I bought the DVD of this particular show (in addition to the regular CD), so I never bothered with the SACD, since I assumed it was the same surround mix on both - can anyone confirm/deny? The DVD mix is fairly unimpressive (audience in rears mostly), so I figured I wasn't missing anything, especially since a non-hybrid SACD would be even LESS compatible with my usual listening environments (at least I can play the DVD at work on my PC, if I want to listen to just the audio).
Saw this one on Jon's "bubbling under" list. Hadn't played it in ages so I figured I'd give it a spin.

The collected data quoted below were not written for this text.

//! Inventory service client (§4.2, §6). Every read returns an opaque
//! payload — the four inventory projections (items, cosmetics, loadouts,
//! buy menu) are forwarded to the client byte-for-byte, same as the
//! wire-level `InventoryReply`/`HostInventoryRelayReply` bodies expect.

use serde::Serialize;

use crate::error::GatewayError;

use super::pinger::Liveness;

const SERVICE: &str = "inventory service";

#[derive(Clone)]
pub struct InventoryServiceClient {
    pub(super) http: reqwest::Client,
    base_url: String,
    pub(super) liveness: Liveness,
}

impl InventoryServiceClient {
    pub fn new(http: reqwest::Client, base_url: String, liveness: Liveness) -> InventoryServiceClient {
        InventoryServiceClient {
            http,
            base_url,
            liveness,
        }
    }

    pub fn is_alive(&self) -> bool {
        self.liveness.is_alive()
    }

    pub(super) fn ping_url(&self) -> String {
        format!("{}/ping", self.base_url)
    }

    pub async fn read_items(&self, user_id: i32) -> Result<Vec<u8>, GatewayError> {
        self.read(&format!("{}/inventory/{}/items", self.base_url, user_id))
            .await
    }

    pub async fn read_cosmetics(&self, user_id: i32) -> Result<Vec<u8>, GatewayError> {
        self.read(&format!("{}/inventory/{}/cosmetics", self.base_url, user_id))
            .await
    }

    pub async fn read_loadouts(&self, user_id: i32) -> Result<Vec<u8>, GatewayError> {
        self.read(&format!("{}/inventory/{}/loadouts", self.base_url, user_id))
            .await
    }

    pub async fn read_buy_menu(&self, user_id: i32) -> Result<Vec<u8>, GatewayError> {
        self.read(&format!("{}/inventory/{}/buymenu", self.base_url, user_id))
            .await
    }

    pub async fn write_loadout_weapon(
        &self,
        user_id: i32,
        loadout_index: u8,
        slot: u8,
        weapon_id: u32,
    ) -> Result<(), GatewayError> {
        #[derive(Serialize)]
        struct Body {
            loadout_index: u8,
            slot: u8,
            weapon_id: u32,
        }
        self.write(
            &format!("{}/inventory/{}/loadouts", self.base_url, user_id),
            &Body {
                loadout_index,
                slot,
                weapon_id,
            },
        )
        .await
    }

    pub async fn write_cosmetic_slot(
        &self,
        user_id: i32,
        slot: u8,
        item_id: u32,
    ) -> Result<(), GatewayError> {
        #[derive(Serialize)]
        struct Body {
            slot: u8,
            item_id: u32,
        }
        self.write(
            &format!("{}/inventory/{}/cosmetics", self.base_url, user_id),
            &Body { slot, item_id },
        )
        .await
    }

    pub async fn write_buy_menu_slot(
        &self,
        user_id: i32,
        slot: u8,
        weapon_id: u32,
    ) -> Result<(), GatewayError> {
        #[derive(Serialize)]
        struct Body {
            slot: u8,
            weapon_id: u32,
        }
        self.write(
            &format!("{}/inventory/{}/buymenu", self.base_url, user_id),
            &Body { slot, weapon_id },
        )
        .await
    }

    async fn read(&self, url: &str) -> Result<Vec<u8>, GatewayError> {
        if !self.liveness.is_alive() {
            return Err(GatewayError::Unavailable { service: SERVICE });
        }

        let result = self.http.get(url).send().await;
        let response = match result {
            Ok(response) => response,
            Err(e) => {
                self.liveness.check_now();
                return Err(map_transport_error(e));
            }
        };

        if !response.status().is_success() {
            self.liveness.check_now();
            return Err(GatewayError::Status {
                service: SERVICE,
                status: response.status().as_u16(),
            });
        }

        response.bytes().await.map(|b| b.to_vec()).map_err(|e| {
            self.liveness.check_now();
            map_transport_error(e)
        })
    }

    async fn write<B: Serialize + ?Sized>(&self, url: &str, body: &B) -> Result<(), GatewayError> {
        if !self.liveness.is_alive() {
            return Err(GatewayError::Unavailable { service: SERVICE });
        }

        let result = self.http.put(url).json(body).send().await;
        let response = match result {
            Ok(response) => response,
            Err(e) => {
                self.liveness.check_now();
                return Err(map_transport_error(e));
            }
        };

        if !response.status().is_success() {
            self.liveness.check_now();
            return Err(GatewayError::Status {
                service: SERVICE,
                status: response.status().as_u16(),
            });
        }

        Ok(())
    }
}

fn map_transport_error(e: reqwest::Error) -> GatewayError {
    if e.is_timeout() {
        GatewayError::Timeout { service: SERVICE }
    } else {
        GatewayError::Transport(e)
    }
}
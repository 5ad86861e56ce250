//! Bounded, short-TTL cache in front of `getUser` (§4.2, property 9).
//! Capacity eviction is handled by `lru`; staleness is checked on read by
//! comparing against a per-entry fetch timestamp.

use std::num::NonZeroUsize;
use std::time::{Duration, Instant};

use lru::LruCache;
use tokio::sync::Mutex;

use super::User;

struct Entry {
    user: User,
    fetched_at: Instant,
}

#[derive(Clone)]
pub struct UserCache {
    inner: std::sync::Arc<Mutex<LruCache<i32, Entry>>>,
    ttl: Duration,
}

impl UserCache {
    pub fn new(capacity: usize, ttl: Duration) -> UserCache {
        let capacity = NonZeroUsize::new(capacity).expect("cache capacity must be nonzero");
        UserCache {
            inner: std::sync::Arc::new(Mutex::new(LruCache::new(capacity))),
            ttl,
        }
    }

    pub async fn get(&self, user_id: i32) -> Option<User> {
        let mut cache = self.inner.lock().await;
        match cache.get(&user_id) {
            Some(entry) if entry.fetched_at.elapsed() < self.ttl => Some(entry.user.clone()),
            Some(_) => {
                cache.pop(&user_id);
                None
            }
            None => None,
        }
    }

    pub async fn put(&self, user_id: i32, user: User) {
        let mut cache = self.inner.lock().await;
        cache.put(
            user_id,
            Entry {
                user,
                fetched_at: Instant::now(),
            },
        );
    }

    pub async fn invalidate(&self, user_id: i32) {
        let mut cache = self.inner.lock().await;
        cache.pop(&user_id);
    }
}

#[cfg(test)]
mod tests {
    use super::*;

    fn sample_user(user_id: i32) -> User {
        User {
            user_id,
            user_name: "alice".into(),
            player_name: "playerAlice".into(),
            level: 1,
            avatar: 0,
            cur_exp: 0,
            max_exp: 100,
            rank: 0,
            vip_level: 0,
            wins: 0,
            kills: 0,
            deaths: 0,
            assists: 0,
        }
    }

    #[tokio::test]
    async fn hit_within_ttl_returns_cached_value() {
        let cache = UserCache::new(10, Duration::from_secs(15));
        cache.put(42, sample_user(42)).await;
        let hit = cache.get(42).await;
        assert_eq!(hit.map(|u| u.user_id), Some(42));
    }

    #[tokio::test]
    async fn entry_past_ttl_is_treated_as_a_miss() {
        let cache = UserCache::new(10, Duration::from_millis(10));
        cache.put(42, sample_user(42)).await;
        tokio::time::sleep(Duration::from_millis(25)).await;
        assert!(cache.get(42).await.is_none());
    }

    #[tokio::test]
    async fn invalidate_forces_a_miss_immediately() {
        let cache = UserCache::new(10, Duration::from_secs(15));
        cache.put(42, sample_user(42)).await;
        cache.invalidate(42).await;
        assert!(cache.get(42).await.is_none());
    }
}
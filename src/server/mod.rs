//! Connection (C6) + Handler Layer (C7): the TCP accept loop and
//! everything that happens on one accepted socket. Grounded on
//! `login_server.rs`'s accept-loop-plus-spawn shape — no TLS here, since
//! nothing in this protocol asks for it on the master port.

mod connection;
mod handlers;

use std::sync::Arc;

use anyhow::Result;
use log::{error, info};
use tokio::net::TcpListener;

use crate::config::Config;
use crate::domain::actor::LobbyHandle;
use crate::gateway::ServiceGateway;

/// Runs the accept loop on an already-bound listener (§4.9 step 7) — bind
/// failures are the caller's to detect and exit 1 on; anything surfacing
/// from here is a runtime failure (exit 2).
pub async fn run(
    listener: TcpListener,
    lobby: LobbyHandle,
    gateway: ServiceGateway,
    config: Arc<Config>,
) -> Result<()> {
    info!("master protocol listening on {}", listener.local_addr()?);

    loop {
        let (stream, peer) = listener.accept().await?;
        let lobby = lobby.clone();
        let gateway = gateway.clone();
        let config = Arc::clone(&config);

        tokio::spawn(async move {
            if let Err(e) = connection::handle(stream, peer, lobby, gateway, config).await {
                error!("connection from {peer} failed: {e:?}");
            }
        });
    }
}
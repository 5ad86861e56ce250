//! The Service Gateway (C2): everything that talks to the two external
//! HTTP services over the wire. Grounded on the teacher's `db_task` — a
//! cloneable handle wrapping an external data source behind async methods
//! that callers `.await` without caring how the data actually got fetched.
//! Unlike `db_task`, there is no actor here: `reqwest::Client` is cheap to
//! clone and safe to share, so each method just makes the HTTP call
//! directly in the caller's own task (§5).

mod cache;
mod inventory_service;
mod pinger;
mod user_service;

use std::time::Duration;

pub use inventory_service::InventoryServiceClient;
pub use pinger::Liveness;
pub use user_service::{User, UserServiceClient};

use crate::config::Config;
use cache::UserCache;

pub const REQUEST_TIMEOUT: Duration = Duration::from_secs(5);
const USER_CACHE_CAPACITY: usize = 100;
const USER_CACHE_TTL: Duration = Duration::from_secs(15);

/// The composed gateway: one HTTP client per service, each paired with a
/// [`Liveness`] flag kept current by a background pinger, plus the
/// short-TTL user cache sitting in front of the user service.
#[derive(Clone)]
pub struct ServiceGateway {
    pub users: UserServiceClient,
    pub inventory: InventoryServiceClient,
    user_cache: UserCache,
}

impl ServiceGateway {
    pub fn new(config: &Config) -> ServiceGateway {
        let http = reqwest::Client::builder()
            .timeout(REQUEST_TIMEOUT)
            .build()
            .expect("reqwest client with no system deps should always build");

        let user_liveness = Liveness::new();
        let inventory_liveness = Liveness::new();

        ServiceGateway {
            users: UserServiceClient::new(http.clone(), config.user_service_base_url(), user_liveness),
            inventory: InventoryServiceClient::new(
                http,
                config.inventory_service_base_url(),
                inventory_liveness,
            ),
            user_cache: UserCache::new(USER_CACHE_CAPACITY, USER_CACHE_TTL),
        }
    }

    /// Spawn the liveness pingers for both services. Call once at startup.
    pub fn spawn_pingers(&self) {
        pinger::spawn(self.users.http.clone(), self.users.ping_url(), self.users.liveness.clone());
        pinger::spawn(
            self.inventory.http.clone(),
            self.inventory.ping_url(),
            self.inventory.liveness.clone(),
        );
    }

    /// `getUser` through the cache: a hit within the TTL never touches the
    /// network; a miss (or an expired entry) falls through to the user
    /// service and, on success, refills the cache.
    pub async fn get_user(&self, user_id: i32) -> Result<Option<User>, crate::error::GatewayError> {
        if let Some(cached) = self.user_cache.get(user_id).await {
            return Ok(Some(cached));
        }

        let user = self.users.get_user(user_id).await?;
        if let Some(ref user) = user {
            self.user_cache.put(user_id, user.clone()).await;
        }
        Ok(user)
    }

    /// Invalidate a cached user — called after any write that could make
    /// the cached snapshot stale.
    pub async fn invalidate_user(&self, user_id: i32) {
        self.user_cache.invalidate(user_id).await;
    }
}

I'll start off by saying that I saw seven nights on this tour and I thought they were all amazing shows. One of the shows I caught was the final night of the tour at Madison Square Garden, the concert that about 75% of this disc was recorded at and the show was phenomenal. He played for almost four hours and pulled out "Lost in the Flood" for its first performance since 1978. That song had been on the top of my Bruce wishlist but I figured it would never happen. That night I learned to never say never where Bruce is concerned. When the CD was released, I was very happy to have a nice memento of one of the best concerts I ever saw and I gave it regular spins. When I built my 5.1 system I was psyched to see it was an available SACD title.

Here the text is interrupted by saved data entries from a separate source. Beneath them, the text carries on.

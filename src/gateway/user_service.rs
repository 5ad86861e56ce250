//! User service client (§4.2, §6 HTTP gateway contract).

use serde::{Deserialize, Serialize};

use crate::error::GatewayError;

use super::pinger::Liveness;

const SERVICE: &str = "user service";

/// A cached snapshot of a user's account, as returned by the user
/// service. Immutable once fetched; a stale copy simply expires out of
/// the cache (§4.2) rather than being mutated in place.
#[derive(Debug, Clone, PartialEq, Serialize, Deserialize)]
pub struct User {
    pub user_id: i32,
    pub user_name: String,
    pub player_name: String,
    pub level: u32,
    pub avatar: u32,
    pub cur_exp: u32,
    pub max_exp: u32,
    pub rank: u16,
    pub vip_level: u8,
    pub wins: u32,
    pub kills: u32,
    pub deaths: u32,
    pub assists: u32,
}

impl User {
    /// Free function per §9's "HACK to get methods working" note: behavior
    /// lives on the plain data record, no prototype grafting required.
    pub fn is_vip(&self) -> bool {
        self.vip_level > 0
    }
}

#[derive(Serialize)]
struct ValidateCredentialsRequest<'a> {
    username: &'a str,
    password: &'a str,
}

#[derive(Deserialize)]
struct ValidateCredentialsResponse {
    user_id: i32,
}

#[derive(Clone)]
pub struct UserServiceClient {
    pub(super) http: reqwest::Client,
    base_url: String,
    pub(super) liveness: Liveness,
}

impl UserServiceClient {
    pub fn new(http: reqwest::Client, base_url: String, liveness: Liveness) -> UserServiceClient {
        UserServiceClient {
            http,
            base_url,
            liveness,
        }
    }

    pub fn is_alive(&self) -> bool {
        self.liveness.is_alive()
    }

    pub(super) fn ping_url(&self) -> String {
        format!("{}/ping", self.base_url)
    }

    /// `userId|0` per §4.2 — `Ok(None)` stands for 0 (bad credentials),
    /// `Err` for the service being unreachable. Callers must not confuse
    /// the two (property 11).
    pub async fn validate_credentials(
        &self,
        username: &str,
        password: &str,
    ) -> Result<Option<i32>, GatewayError> {
        if !self.liveness.is_alive() {
            return Err(GatewayError::Unavailable { service: SERVICE });
        }

        let url = format!("{}/users/check", self.base_url);
        let result = self
            .http
            .post(&url)
            .json(&ValidateCredentialsRequest { username, password })
            .send()
            .await;

        let response = match result {
            Ok(response) => response,
            Err(e) => {
                self.liveness.check_now();
                return Err(map_transport_error(e));
            }
        };

        if response.status() == reqwest::StatusCode::NOT_FOUND
            || response.status() == reqwest::StatusCode::UNAUTHORIZED
        {
            return Ok(None);
        }
        if !response.status().is_success() {
            self.liveness.check_now();
            return Err(GatewayError::Status {
                service: SERVICE,
                status: response.status().as_u16(),
            });
        }

        let body: ValidateCredentialsResponse = response.json().await.map_err(|e| {
            self.liveness.check_now();
            GatewayError::Decode {
                service: SERVICE,
                source: json_error(e),
            }
        })?;

        if body.user_id == 0 {
            Ok(None)
        } else {
            Ok(Some(body.user_id))
        }
    }

    pub async fn get_user(&self, user_id: i32) -> Result<Option<User>, GatewayError> {
        if !self.liveness.is_alive() {
            return Err(GatewayError::Unavailable { service: SERVICE });
        }

        let url = format!("{}/users/{}", self.base_url, user_id);
        self.fetch_user(&url).await
    }

    pub async fn get_user_by_name(&self, name: &str) -> Result<Option<User>, GatewayError> {
        if !self.liveness.is_alive() {
            return Err(GatewayError::Unavailable { service: SERVICE });
        }

        let url = format!("{}/users/byname/{}", self.base_url, name);
        self.fetch_user(&url).await
    }

    async fn fetch_user(&self, url: &str) -> Result<Option<User>, GatewayError> {
        let result = self.http.get(url).send().await;
        let response = match result {
            Ok(response) => response,
            Err(e) => {
                self.liveness.check_now();
                return Err(map_transport_error(e));
            }
        };

        if response.status() == reqwest::StatusCode::NOT_FOUND {
            return Ok(None);
        }
        if !response.status().is_success() {
            self.liveness.check_now();
            return Err(GatewayError::Status {
                service: SERVICE,
                status: response.status().as_u16(),
            });
        }

        let user: User = response.json().await.map_err(|e| {
            self.liveness.check_now();
            GatewayError::Decode {
                service: SERVICE,
                source: json_error(e),
            }
        })?;
        Ok(Some(user))
    }
}

fn map_transport_error(e: reqwest::Error) -> GatewayError {
    if e.is_timeout() {
        GatewayError::Timeout { service: SERVICE }
    } else {
        GatewayError::Transport(e)
    }
}

/// `reqwest::Response::json` reports decode failure as a `reqwest::Error`,
/// not `serde_json::Error`; re-box it so `GatewayError::Decode` can carry a
/// single, stable source type regardless of which layer caught the
/// malformed body.
fn json_error(e: reqwest::Error) -> serde_json::Error {
    <serde_json::Error as serde::de::Error>::custom(e.to_string())
}

#[cfg(test)]
mod tests {
    use super::*;

    #[test]
    fn vip_level_zero_is_not_vip() {
        let user = User {
            user_id: 1,
            user_name: "bob".into(),
            player_name: "playerBob".into(),
            level: 1,
            avatar: 0,
            cur_exp: 0,
            max_exp: 100,
            rank: 0,
            vip_level: 0,
            wins: 0,
            kills: 0,
            deaths: 0,
            assists: 0,
        };
        assert!(!user.is_vip());
    }
}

Now having said all that, it's with great disappointment that I have to give the 5.1 mix negative marks. This version of The E Street Band was 9 members strong with four guitarists, two keyboardists, a sax player plus the rhythm section. There is more than enough to be mixed into the surround channels. Unfortunately, this mix is typical of many live albums where you only have ambiance and applause in the rear speakers. (If you listen to just the rear speakers, they sound like a poorly recorded bootleg that was taped in the back of a venue with lousy acoustics.) The only exception to this is that Roy Bittan is often mixed to the rear right speaker to nice effect. However, this only happens when he's playing piano. If he's playing a synth, his playing is mixed towards the front. Early on you get some hint of Danny Federici's Hammond organ in the rear left, but that seems to disappear the further you get into this.

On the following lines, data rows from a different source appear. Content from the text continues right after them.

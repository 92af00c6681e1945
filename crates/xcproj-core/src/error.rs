//! Error types for descriptor persistence and structural checks.

use std::path::PathBuf;
use thiserror::Error;

/// Filesystem failure while writing the project bundle.
#[derive(Debug, Error)]
pub enum PersistError {
    #[error("failed to {operation} {path}: {source}")]
    Io {
        operation: &'static str,
        path: PathBuf,
        #[source]
        source: std::io::Error,
    },
}

impl PersistError {
    pub(crate) fn io(
        operation: &'static str,
        path: impl Into<PathBuf>,
        source: std::io::Error,
    ) -> Self {
        Self::Io {
            operation,
            path: path.into(),
            source,
        }
    }

    /// Path the failed operation was applied to.
    pub fn path(&self) -> &std::path::Path {
        match self {
            Self::Io { path, .. } => path,
        }
    }
}

/// A descriptor that is not well-formed.
#[derive(Debug, Clone, PartialEq, Eq, Error)]
pub enum StructureError {
    #[error("descriptor does not start with the UTF-8 marker line")]
    MissingHeader,

    #[error("line {line}: unexpected '{found}'")]
    UnexpectedClose { line: usize, found: char },

    #[error("line {line}: expected '{expected}' but found '{found}'")]
    MismatchedClose {
        line: usize,
        expected: char,
        found: char,
    },

    #[error("{count} delimiter(s) left open at end of input")]
    Unclosed { count: usize },

    #[error("unterminated string starting on line {line}")]
    UnterminatedString { line: usize },

    #[error("unterminated comment starting on line {line}")]
    UnterminatedComment { line: usize },

    #[error("no rootObject assignment")]
    MissingRootObject,

    #[error("{count} rootObject assignments")]
    MultipleRootObjects { count: usize },

    #[error("rootObject {id} is not declared as a PBXProject")]
    RootObjectNotProject { id: String },
}

/// Result type for persistence operations.
pub type Result<T> = std::result::Result<T, PersistError>;
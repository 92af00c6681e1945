#![deny(unsafe_code)]

use sha2::Digest;

/// Lowercase hex SHA-256 of a descriptor.
pub fn descriptor_digest(descriptor: &str) -> String {
    let digest = sha2::Sha256::digest(descriptor.as_bytes());
    hex::encode(digest)
}
//! Project generation command.

use std::path::PathBuf;

use anyhow::{Result, anyhow};
use tracing::{debug, info, info_span, warn};

use xcproj_core::{
    Generator, OutputMode, ProjectLayout, check_structure, descriptor_digest, persist,
};

/// Options collected from the command line.
#[derive(Debug, Clone)]
pub struct GenerateOptions {
    /// Directory receiving the `.xcodeproj` bundle.
    pub output_dir: PathBuf,
    pub mode: OutputMode,
    /// Build the descriptor but do not write anything.
    pub dry_run: bool,
    /// Run the structural checks before writing.
    pub check: bool,
}

impl Default for GenerateOptions {
    fn default() -> Self {
        Self {
            output_dir: PathBuf::from("."),
            mode: OutputMode::Legacy,
            dry_run: false,
            check: false,
        }
    }
}

/// What a generation run produced.
#[derive(Debug)]
pub struct GenerateOutcome {
    /// Directory name of the bundle, e.g. `epubTTS.xcodeproj`.
    pub bundle_name: String,
    pub layout: ProjectLayout,
    pub descriptor: String,
    pub digest: String,
    /// False for dry runs.
    pub written: bool,
}

impl GenerateOutcome {
    /// The line printed after a successful write.
    pub fn confirmation(&self) -> String {
        format!("✅ Xcode project created: {}", self.bundle_name)
    }
}

/// Build the descriptor and, unless this is a dry run, write the bundle.
pub fn run_generate(options: &GenerateOptions) -> Result<GenerateOutcome> {
    let generator = Generator::epub_tts(options.mode);
    let config = generator.config();
    let span = info_span!(
        "generate",
        project = config.name,
        mode = generator.mode().as_str()
    );
    let _guard = span.enter();

    let bundle_name = config.bundle_dir_name();
    let layout = ProjectLayout::new(&options.output_dir, &bundle_name);
    let descriptor = generator.build_descriptor();
    let digest = descriptor_digest(&descriptor);
    info!(bytes = descriptor.len(), sha256 = %digest, "built descriptor");

    if options.check {
        let summary = check_structure(&descriptor)
            .map_err(|error| anyhow!("generated descriptor is not well-formed: {error}"))?;
        debug!(
            root_object = %summary.root_object,
            objects = summary.object_count,
            "structure check passed"
        );
        for id in &summary.duplicate_ids {
            warn!(id = %id, "object identifier declared more than once");
        }
    } else if options.mode == OutputMode::Legacy {
        note_legacy_products_group(&generator);
    }

    if options.dry_run {
        info!(path = %layout.root.display(), "dry run, nothing written");
        return Ok(GenerateOutcome {
            bundle_name,
            layout,
            descriptor,
            digest,
            written: false,
        });
    }

    persist(&descriptor, &layout)?;
    info!(path = %layout.root.display(), "project bundle ready");

    Ok(GenerateOutcome {
        bundle_name,
        layout,
        descriptor,
        digest,
        written: true,
    })
}

fn note_legacy_products_group(generator: &Generator) {
    let id = generator.product_file_id();
    if id == generator.ids().products_group {
        info!(
            id = %id,
            "legacy output: Products group lists itself and shares its id with the .app reference"
        );
    }
}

As for sonics, the disc sounds ok on the softer portions, but on the louder bits it feels a little harsh. Overall, it doesn't really have the sort of dynamic range you'd expect, I'd expect better sound from something recorded in the 21st century. Another annoying factor with this disc is that it's one of those titles where Sony decided not to put anything on the CD layer, forcing you to hold on to your original CD copy. Having said all that, I hadn't listened to this album (in either stereo or surround) for a long time and it was great to hear it again. The performances find the reunited band in top form. Listening to "Lost in the Flood" gave me goosebumps as it immediately brought me back to the feeling of my jaw hitting the floor when I was at the concert and realized what song the band had just launched into.
Given the mediocre fidelity and uninspired mix, I can't really see giving this anything more than a 5 and that's probably being generous. I imagine that if I liked the music less, I'd feel inclined to rate it lower. So I guess I'd say you've gotta be a huge Bruce fan to pick this one up. It's a real shame that his studio catalog hasn't been considered for 5.1 mixes. Given that the band has multiple keyboardists & guitarists, the material is ideal for surround mixing.
Until you brought the thread back up, I'd forgotten all about this one...and I have a copy, don't know how I missed the original thread from '04, beyond being (as usual) asleep at the controls...
The question I have is this: why did Sony bother to issue this on SACD when they'd already put out the mix on the DVD? Since the mix is, as noted, front-heavy (in general, typical and understandable for a concert recording), the concert disc should have been pretty much the last words, given the limitations of the remote recording.
And while I agree with the logical behind front-heavy L/C/R concert mixes, the music would often have been better served by isolating certain elements--keyboards, sax, backing vocals--more than they are. Putting the audience (and not much else) in the rears might seem logical but is in no way how one hears a show at the venue--not least if you're in the rear of the hall! But even if you're up front, while the band of course is very loud and in-your-face-and-ears, there's more than ambience going on behind. If you're lucky (or intelligent) enough to get an aisle seat in the middle (but a bit further front than back) my experience is you get the best the venue (and act) can sound, and the most sensible, but most concert DVD's don't seem to take such a 'sweet spot' into account; that is, the mix becomes clinical and conservative, which might work with different music and less musicians (or an orchestra), but here, having the band all around you--at least some of the times--would have made for a more satisfying listen.
My rating is a '4,' a step below mediocrity. The performances are as usual exemplary--and a fan always wants more than they got on such releases--but the mix and sonics leave something to be desired, and as said, why this was an SACD, and not a hybrid one at that, remains a mystery beyond Bruce's popularity.